“Il faut placer le sujet au centre du jeu”
Cyril Dion
Écrivain et réalisateur, a notamment coréalisé le film Demain avec Mélanie Laurent, César du meilleur documentaire en 2016, et publié Petit
manuel de résistance contemporaine (Actes Sud) en 2018.
“La réponse face au problème du changement climatique ne peut pas être uniquement de sonner l’alerte: il faut pouvoir tracer une autre voie. Les faits sont désormais connus, mais à moins d’une grande catastrophe nous touchant directement, ce ne sont pas eux qui nous feront changer les choses. Ce sont les récits qui ont ce pouvoir. Quand le couple Reagan-thatcher était aux manettes dans les années 80, il avait un agenda politique très clair: prendre le pouvoir sur l’imaginaire, en même temps que sur la politique, l’économie... Au cours des décennies précédentes, il y avait eu un fort mouvement culturel remettant en question la société de consommation et le matérialisme: les beatniks puis les hippies, 20 millions d’américains dans la rue pour la création du jour de la Terre en 1970, Carter qui installe des panneaux solaires sur le toit de la Maison-blanche et annonce la révolution des énergies renouvelables… Tandis qu’en France, on assistait à la première candidature écolo à une élection présidentielle avec René Dumont, en 1974. Puis, il y a eu ce grand virage néolibéral, qui s’est aussi appuyé sur un certain nombre d’oeuvres cinématographiques –c’est l’époque de La Couleur de l’argent avec Paul Newman, de Wall Street avec Michael Douglas ou même des films d’eddie Murphy, comme Un prince à New York, qui portent tous à leur façon ce contexte de fric et de flambe, les grands hôtels et les années golden boys. Aujourd’hui, ce qui est encourageant, c’est que le changement culturel autour de la question climatique s’opère un peu partout: dans les objets traditionnels de la pop culture, du cinéma, de la littérature ou de la musique –un blockbuster comme Avatar qui raconte la nécessité de se reconnecter au vivant, le roman postapocalyptique Dans la forêt de Jean Hegland qui connaît un gros succès de librairie, par exemple, avec près de 200000 bouquins vendus en France, et qui va être adapté en série–, mais aussi à travers les mobilisations dans la rue.
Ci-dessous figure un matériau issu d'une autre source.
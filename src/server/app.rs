// CLASSIFICATION: COMMUNITY
// Filename: app.rs v0.2
// Author: Lukas Bower
// Date Modified: 2026-07-31

//! Server wiring: bind the endpoint, start the worker pool, start the
//! watcher, and unwind the lot on the quit flag.

use std::path::PathBuf;
use std::sync::atomic::{AtomicBool, Ordering};
use std::sync::Arc;
use std::time::Duration;

use anyhow::{Context, Result};
use log::info;

use crate::server::link::ServerLink;
use crate::server::watcher::{TemporalIgnores, Watcher};
use crate::server::worker::Worker;
use crate::{DEFAULT_COMPRESS, IGNORE_DURATION};

/// Everything the server needs to come up.
pub struct ServerOptions {
    /// Endpoint to listen on, e.g. `tcp://0.0.0.0:7070`.
    pub endpoint: String,
    /// Directory served to the client.
    pub root: PathBuf,
    /// Worker thread count.
    pub workers: usize,
}

/// Run the server until the quit flag flips.
pub fn run(options: ServerOptions, quit: &AtomicBool) -> Result<()> {
    let root = std::fs::canonicalize(&options.root)
        .with_context(|| format!("resolving served directory {}", options.root.display()))?;
    info!("serving {}", root.display());

    let ignores = Arc::new(TemporalIgnores::new(IGNORE_DURATION));
    let (link, inbound) = ServerLink::bind(&options.endpoint, DEFAULT_COMPRESS)?;
    let link = Arc::new(link);
    link.start();

    let worker = Worker::new(
        root.clone(),
        Arc::clone(&link),
        Arc::clone(&ignores),
        inbound,
        options.workers,
    );
    worker.start();

    let watcher = Watcher::new(root, Arc::clone(&link), ignores);
    watcher.start();

    while !quit.load(Ordering::SeqCst) {
        std::thread::sleep(Duration::from_millis(200));
    }

    info!("shutting down");
    watcher.stop();
    watcher.join();
    link.stop();
    worker.join();
    link.join();
    Ok(())
}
Il y a de plus en plus de gens qui veulent s’interposer entre la nature et ceux qui la détruisent, il y a des manifs avec des lycéens qui sèchent leurs cours le vendredi. Le mouvement actuel des marches pour le climat sert à ça, à tenir le crachoir pour placer le sujet au centre du jeu et le rendre incontournable à l’opinion publique.”